Retail Bright Spots Exist for Savvy Net Lease Investors

Don’t believe everything you read. If you do, you’re likely to make the assumption that all of retail is a vast wasteland, that bankruptcies and defaults…

Don’t believe everything you read. If you do, you’re likely to make the assumption that all of retail is a vast wasteland, that bankruptcies and defaults are the only order of the day and all a formerly vibrant shopping center is good for now is conversation to a fitness center.

Readers of this blog know better. As do readers of GlobeSt.com. In two recent articles, GlobeSt made it clear that retail investments (and for our purposes, net lease investment) can be a profitable thing. It’s really a matter of where you look.

First, know what you’re buying. As reporter Les Shaver revealed, Starbucks, for instance, is not only opening new stores (a whopping 22,000 in the next 10 years) but it is also experimenting with new formats, such as curbside pick-up, an obvious nod to the current social distancing necessity.

Convenience and dollar store categories have always ranked consistently strong in the Avison Young Cap Rate Report. (In the third quarter, the sectors posted cap rates of 5.68 percent and 6.93 percent respectively.)

The GlobeSt article bears this out, pointing to 7-Eleven, which is planning more than 6,000 new openings, and Dollar General, with 1,000 in the works. This is clearly more than simply whistling in the dark or hoping for a brighter tomorrow. The company earlier this year opened 500 new stores, a clear proof of market confidence.

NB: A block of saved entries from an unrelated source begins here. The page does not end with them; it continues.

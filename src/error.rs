//! # 统一错误处理模块
//!
//! 定义 mpimage 的所有错误类型，使用 `thiserror` 派生。
//!
//! ## 依赖关系
//! - 被所有其他模块使用
//! - 无外部模块依赖

use thiserror::Error;

/// mpimage 统一错误类型
#[derive(Error, Debug)]
pub enum MpimageError {
    // ─────────────────────────────────────────────────────────────
    // 校验错误
    // ─────────────────────────────────────────────────────────────
    #[error("Invalid name '{name}': {reason}")]
    InvalidName { name: String, reason: String },

    #[error("Invalid MPI target '{name}': {reason}")]
    InvalidMpiName { name: String, reason: String },

    #[error("Unknown machine: '{0}' (expected 'generic' or a known cluster name)")]
    InvalidMachineName(String),

    #[error("Machine '{machine}' has a fixed MPI configuration, but MPI targets were listed for it")]
    UnexpectedMpiList { machine: String },

    #[error("Machine 'generic' requires at least one MPI target")]
    MissingMpiList,

    #[error("Build artifact is incomplete: {field} is empty")]
    ArtifactIncomplete { field: String },

    // ─────────────────────────────────────────────────────────────
    // I/O 错误
    // ─────────────────────────────────────────────────────────────
    #[error("Failed to write file: {path}")]
    FileWriteError {
        path: String,
        #[source]
        source: std::io::Error,
    },

    #[error("Recipe file not found: {path} (was it persisted before building?)")]
    ArtifactMissing { path: String },

    // ─────────────────────────────────────────────────────────────
    // 外部命令错误
    // ─────────────────────────────────────────────────────────────
    #[error("External command '{command}' could not be started")]
    CommandNotFound {
        command: String,
        #[source]
        source: std::io::Error,
    },

    #[error("External command failed: {command}\nExit status: {status}")]
    CommandFailed { command: String, status: String },
}

/// Result 类型别名
pub type Result<T> = std::result::Result<T, MpimageError>;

Dollar Tree is also in the midst of cutting ribbons on 500 new stores.

Other counter-cyclical winners in the retail category are O’Reilly and Jiffy Lube, automotive retailers that, much like the above categories, have pretty well held their own throughout the pandemic. (The sector posted a 6.5 percent cap rate in Q3.)

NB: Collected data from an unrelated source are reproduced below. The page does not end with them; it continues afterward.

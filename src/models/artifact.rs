//! # 构建产物
//!
//! 绑定一个目标的 Dockerfile 文件名、文本内容和镜像名。
//! 通过校验工厂函数构造：要么得到完整、字段合法的产物，
//! 要么构造失败，不存在半初始化状态。
//!
//! ## 依赖关系
//! - 被 `commands/generate.rs` 使用
//! - 使用 `utils/name.rs` 校验、`utils/output.rs` 显示 dry-run 命令

use crate::error::{MpimageError, Result};
use crate::utils::name::check_name;
use crate::utils::output;

use std::fs::File;
use std::io::Write;
use std::path::Path;
use std::process::Command;

/// 一个目标的构建产物
#[derive(Debug, Clone)]
pub struct BuildArtifact {
    recipe_file: String,
    content: String,
    image: String,
}

impl BuildArtifact {
    /// 校验并构造
    ///
    /// 三个字段都必须非空；文件名和镜像名还要通过名称合法性检查，
    /// 因为它们会拼入 docker 命令。
    pub fn new(recipe_file: String, content: String, image: String) -> Result<Self> {
        if recipe_file.is_empty() {
            return Err(MpimageError::ArtifactIncomplete {
                field: "recipe file name".to_string(),
            });
        }
        if content.is_empty() {
            return Err(MpimageError::ArtifactIncomplete {
                field: "recipe content".to_string(),
            });
        }
        if image.is_empty() {
            return Err(MpimageError::ArtifactIncomplete {
                field: "image name".to_string(),
            });
        }

        check_name(&recipe_file, "recipe file name")?;
        check_name(&image, "image name")?;

        Ok(BuildArtifact {
            recipe_file,
            content,
            image,
        })
    }

    pub fn recipe_file(&self) -> &str {
        &self.recipe_file
    }

    pub fn image(&self) -> &str {
        &self.image
    }

    /// 把 Dockerfile 内容写入磁盘
    ///
    /// 文件句柄在所有退出路径上都会关闭（RAII）。
    pub fn persist(&self) -> Result<()> {
        let mut file = File::create(&self.recipe_file).map_err(|e| MpimageError::FileWriteError {
            path: self.recipe_file.clone(),
            source: e,
        })?;

        file.write_all(self.content.as_bytes())
            .map_err(|e| MpimageError::FileWriteError {
                path: self.recipe_file.clone(),
                source: e,
            })?;

        Ok(())
    }

    /// docker 构建命令（纯函数，不产生副作用）
    ///
    /// 字段在构造时已校验非空，这里不会失败。
    pub fn build_command(&self) -> String {
        format!("docker build -t {} -f {} .", self.image, self.recipe_file)
    }

    /// 执行（或在 dry-run 下只显示）docker 构建
    ///
    /// dry-run 只打印命令，从不失败；真实构建前先确认 Dockerfile
    /// 在磁盘上存在，防止调用方跳过了 `persist`。
    /// 不重试，不设超时，外部命令的失败按原样上报。
    pub fn execute_build(&self, dry_run: bool) -> Result<()> {
        let command = self.build_command();

        if dry_run {
            output::print_dry(&command);
            return Ok(());
        }

        if !Path::new(&self.recipe_file).exists() {
            return Err(MpimageError::ArtifactMissing {
                path: self.recipe_file.clone(),
            });
        }

        let status = Command::new("docker")
            .args(["build", "-t", &self.image, "-f", &self.recipe_file, "."])
            .status()
            .map_err(|e| MpimageError::CommandNotFound {
                command: command.clone(),
                source: e,
            })?;

        if !status.success() {
            return Err(MpimageError::CommandFailed {
                command,
                status: status.to_string(),
            });
        }

        Ok(())
    }
}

But it’s not just who you buy, but where. Another GlobeSt article adds that wrinkle to your possible pandemic investment strategy: Lower your geographic expectations. If you’re gunning for New York City or Los Angeles, maybe you want to look more toward smaller, less competitive, markets

As the article states: Investors should “consider several smaller markets, including Boise, ID; Chattanooga, TN; Des Moines, IA; Greenville, NC; Knoxville, TN; Omaha, NE; Portland, ME; and Richmond, VA. Those cities reportedly feature lively downtown corridors, cultural diversity, amenities and a lower cost of living—and of doing business—than other cities.”

Retail has suffered a one-two punch of changing influencers in recent years. The growing presence of e-shopping prior to the pandemic forced all traditional retail models to morph into so-called “experiential” strategies, to provide the personal touch one couldn’t get on the web. But we’ve always maintained that internet shopping alone wasn’t the cause of brick-and-mortar defaults as much as an inability on the part of certain retailers to keep up with changing tastes and develop an omnichannel approach.

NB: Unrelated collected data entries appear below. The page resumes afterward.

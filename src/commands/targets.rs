//! # 目标列表命令实现
//!
//! 列出配置的全部目标及其派生的镜像名和文件名，不生成任何文件。
//! 无效条目以警告形式显示，退出码保持 0。
//!
//! ## 依赖关系
//! - 被 `commands/mod.rs` 调用
//! - 使用 `compose/`, `utils/output.rs`
//! - 使用 `tabled` crate

use crate::commands::resolve_targets;
use crate::compose::{batch_file_name, dockerfile_name, image_name};
use crate::config::GeneratorConfig;
use crate::error::Result;
use crate::utils::output;

use tabled::{Table, Tabled};

#[derive(Tabled)]
struct TargetRow {
    #[tabled(rename = "Machine")]
    machine: String,
    #[tabled(rename = "MPI")]
    mpi: String,
    #[tabled(rename = "Image")]
    image: String,
    #[tabled(rename = "Dockerfile")]
    dockerfile: String,
    #[tabled(rename = "Batch script")]
    batch: String,
}

/// 执行目标列表命令
pub fn execute(config: &GeneratorConfig) -> Result<()> {
    output::print_header("Configured Targets");

    let mut rows = Vec::new();
    let mut invalid = 0usize;

    for (label, result) in resolve_targets(config) {
        // 名称派生的失败与解析失败同等对待：
        // 警告一条，列表照常输出，退出码保持 0
        let row = result.and_then(|target| {
            let mpi = target.mpi.as_ref();
            let mpi_column = match mpi {
                Some(t) => t.identifier(),
                // 具名集群：MPI 由基础镜像固定
                None => match target.machine.fixed_mpi() {
                    Some(kind) => format!("{} (fixed)", kind),
                    None => "-".to_string(),
                },
            };

            Ok(TargetRow {
                machine: target.machine.to_string(),
                mpi: mpi_column,
                image: image_name(target.machine, mpi, config)?,
                dockerfile: dockerfile_name(target.machine, mpi)?,
                batch: batch_file_name(target.machine, mpi, config)?,
            })
        });

        match row {
            Ok(r) => rows.push(r),
            Err(e) => {
                output::print_warning(&format!("{}: {}", label, e));
                invalid += 1;
            }
        }
    }

    println!("{}", Table::new(&rows));

    if invalid > 0 {
        output::print_warning(&format!("{} invalid entries not shown", invalid));
    }
    output::print_info(&format!("{} valid targets", rows.len()));

    Ok(())
}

This year and the spread of COVID-19 changed all that. The fear of being in enclosed public spaces drove people out of the stores and into the arms of their laptops, smartphones and iPads, dramatically increasing the rate of bankruptcy and impacting even those retailers who successfully fought off the first wave of digital attack.

But there are those that have proven their resilience throughout the pandemic and the threat of e-commerce, providing a safe haven for net lease capital. There are categories, and brands within those categories, that continue to prove themselves—in fat times and lean.